- _Task goal_
Print out the data below with every line intact.
· · · · · · ·
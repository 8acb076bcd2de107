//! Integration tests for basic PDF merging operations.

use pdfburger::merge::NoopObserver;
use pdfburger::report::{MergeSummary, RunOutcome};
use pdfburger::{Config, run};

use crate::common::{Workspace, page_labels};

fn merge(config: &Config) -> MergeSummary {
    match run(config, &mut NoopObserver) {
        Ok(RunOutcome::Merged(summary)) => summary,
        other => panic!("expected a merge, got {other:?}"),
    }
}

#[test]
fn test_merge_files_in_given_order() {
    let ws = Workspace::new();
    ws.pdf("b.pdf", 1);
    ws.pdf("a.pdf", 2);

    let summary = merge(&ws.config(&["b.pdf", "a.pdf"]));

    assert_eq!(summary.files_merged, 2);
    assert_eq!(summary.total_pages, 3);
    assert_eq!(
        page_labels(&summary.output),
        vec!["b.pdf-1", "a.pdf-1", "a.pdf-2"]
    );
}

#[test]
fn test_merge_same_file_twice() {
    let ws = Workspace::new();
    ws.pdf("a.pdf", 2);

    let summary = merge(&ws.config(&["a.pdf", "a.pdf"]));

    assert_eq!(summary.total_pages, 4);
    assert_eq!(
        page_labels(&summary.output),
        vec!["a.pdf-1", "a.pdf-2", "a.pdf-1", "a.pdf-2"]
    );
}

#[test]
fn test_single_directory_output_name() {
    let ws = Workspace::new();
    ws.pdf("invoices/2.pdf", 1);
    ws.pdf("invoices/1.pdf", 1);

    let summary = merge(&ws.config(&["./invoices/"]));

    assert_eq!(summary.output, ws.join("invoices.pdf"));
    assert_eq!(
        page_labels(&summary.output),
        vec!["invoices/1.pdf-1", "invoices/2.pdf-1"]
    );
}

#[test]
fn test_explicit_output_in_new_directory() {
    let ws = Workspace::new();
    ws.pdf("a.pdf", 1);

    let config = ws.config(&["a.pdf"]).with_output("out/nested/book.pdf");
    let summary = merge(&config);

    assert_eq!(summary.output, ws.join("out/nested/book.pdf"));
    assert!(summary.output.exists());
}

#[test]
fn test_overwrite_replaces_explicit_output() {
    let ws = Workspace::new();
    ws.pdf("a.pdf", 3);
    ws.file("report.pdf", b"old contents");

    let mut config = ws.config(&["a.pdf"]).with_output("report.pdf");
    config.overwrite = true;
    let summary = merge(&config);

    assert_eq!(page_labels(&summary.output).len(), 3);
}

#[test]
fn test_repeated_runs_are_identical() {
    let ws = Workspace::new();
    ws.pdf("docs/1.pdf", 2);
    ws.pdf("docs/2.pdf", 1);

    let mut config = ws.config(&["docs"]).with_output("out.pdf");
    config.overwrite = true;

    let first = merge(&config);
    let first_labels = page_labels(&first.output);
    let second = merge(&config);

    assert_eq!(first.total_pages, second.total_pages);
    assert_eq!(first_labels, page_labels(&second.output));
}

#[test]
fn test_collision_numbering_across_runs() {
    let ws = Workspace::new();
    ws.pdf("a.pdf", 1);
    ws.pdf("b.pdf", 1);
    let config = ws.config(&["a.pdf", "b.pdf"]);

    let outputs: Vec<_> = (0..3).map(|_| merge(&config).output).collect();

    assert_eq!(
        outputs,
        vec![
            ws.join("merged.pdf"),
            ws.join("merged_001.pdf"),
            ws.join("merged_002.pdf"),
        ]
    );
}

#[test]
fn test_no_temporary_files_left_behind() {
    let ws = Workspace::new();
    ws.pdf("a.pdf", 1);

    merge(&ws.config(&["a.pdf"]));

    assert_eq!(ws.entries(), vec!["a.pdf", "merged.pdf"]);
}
· · · · · · ·
- _Task output_
repository 8acb076bcd2de107
//! Integration tests for basic PDF merging operations.

use pdfburger::merge::NoopObserver;
use pdfburger::report::{MergeSummary, RunOutcome};
use pdfburger::{Config, run};

use crate::common::{Workspace, page_labels};

fn merge(config: &Config) -> MergeSummary {
    match run(config, &mut NoopObserver) {
        Ok(RunOutcome::Merged(summary)) => summary,
        other => panic!("expected a merge, got {other:?}"),
    }
}

#[test]
fn test_merge_files_in_given_order() {
    let ws = Workspace::new();
    ws.pdf("b.pdf", 1);
    ws.pdf("a.pdf", 2);

    let summary = merge(&ws.config(&["b.pdf", "a.pdf"]));

    assert_eq!(summary.files_merged, 2);
    assert_eq!(summary.total_pages, 3);
    assert_eq!(
        page_labels(&summary.output),
        vec!["b.pdf-1", "a.pdf-1", "a.pdf-2"]
    );
}

#[test]
fn test_merge_same_file_twice() {
    let ws = Workspace::new();
    ws.pdf("a.pdf", 2);

    let summary = merge(&ws.config(&["a.pdf", "a.pdf"]));

    assert_eq!(summary.total_pages, 4);
    assert_eq!(
        page_labels(&summary.output),
        vec!["a.pdf-1", "a.pdf-2", "a.pdf-1", "a.pdf-2"]
    );
}

#[test]
fn test_single_directory_output_name() {
    let ws = Workspace::new();
    ws.pdf("invoices/2.pdf", 1);
    ws.pdf("invoices/1.pdf", 1);

    let summary = merge(&ws.config(&["./invoices/"]));

    assert_eq!(summary.output, ws.join("invoices.pdf"));
    assert_eq!(
        page_labels(&summary.output),
        vec!["invoices/1.pdf-1", "invoices/2.pdf-1"]
    );
}

#[test]
fn test_explicit_output_in_new_directory() {
    let ws = Workspace::new();
    ws.pdf("a.pdf", 1);

    let config = ws.config(&["a.pdf"]).with_output("out/nested/book.pdf");
    let summary = merge(&config);

    assert_eq!(summary.output, ws.join("out/nested/book.pdf"));
    assert!(summary.output.exists());
}

#[test]
fn test_overwrite_replaces_explicit_output() {
    let ws = Workspace::new();
    ws.pdf("a.pdf", 3);
    ws.file("report.pdf", b"old contents");

    let mut config = ws.config(&["a.pdf"]).with_output("report.pdf");
    config.overwrite = true;
    let summary = merge(&config);

    assert_eq!(page_labels(&summary.output).len(), 3);
}

#[test]
fn test_repeated_runs_are_identical() {
    let ws = Workspace::new();
    ws.pdf("docs/1.pdf", 2);
    ws.pdf("docs/2.pdf", 1);

    let mut config = ws.config(&["docs"]).with_output("out.pdf");
    config.overwrite = true;

    let first = merge(&config);
    let first_labels = page_labels(&first.output);
    let second = merge(&config);

    assert_eq!(first.total_pages, second.total_pages);
    assert_eq!(first_labels, page_labels(&second.output));
}

#[test]
fn test_collision_numbering_across_runs() {
    let ws = Workspace::new();
    ws.pdf("a.pdf", 1);
    ws.pdf("b.pdf", 1);
    let config = ws.config(&["a.pdf", "b.pdf"]);

    let outputs: Vec<_> = (0..3).map(|_| merge(&config).output).collect();

    assert_eq!(
        outputs,
        vec![
            ws.join("merged.pdf"),
            ws.join("merged_001.pdf"),
            ws.join("merged_002.pdf"),
        ]
    );
}

#[test]
fn test_no_temporary_files_left_behind() {
    let ws = Workspace::new();
    ws.pdf("a.pdf", 1);

    merge(&ws.config(&["a.pdf"]));

    assert_eq!(ws.entries(), vec!["a.pdf", "merged.pdf"]);
}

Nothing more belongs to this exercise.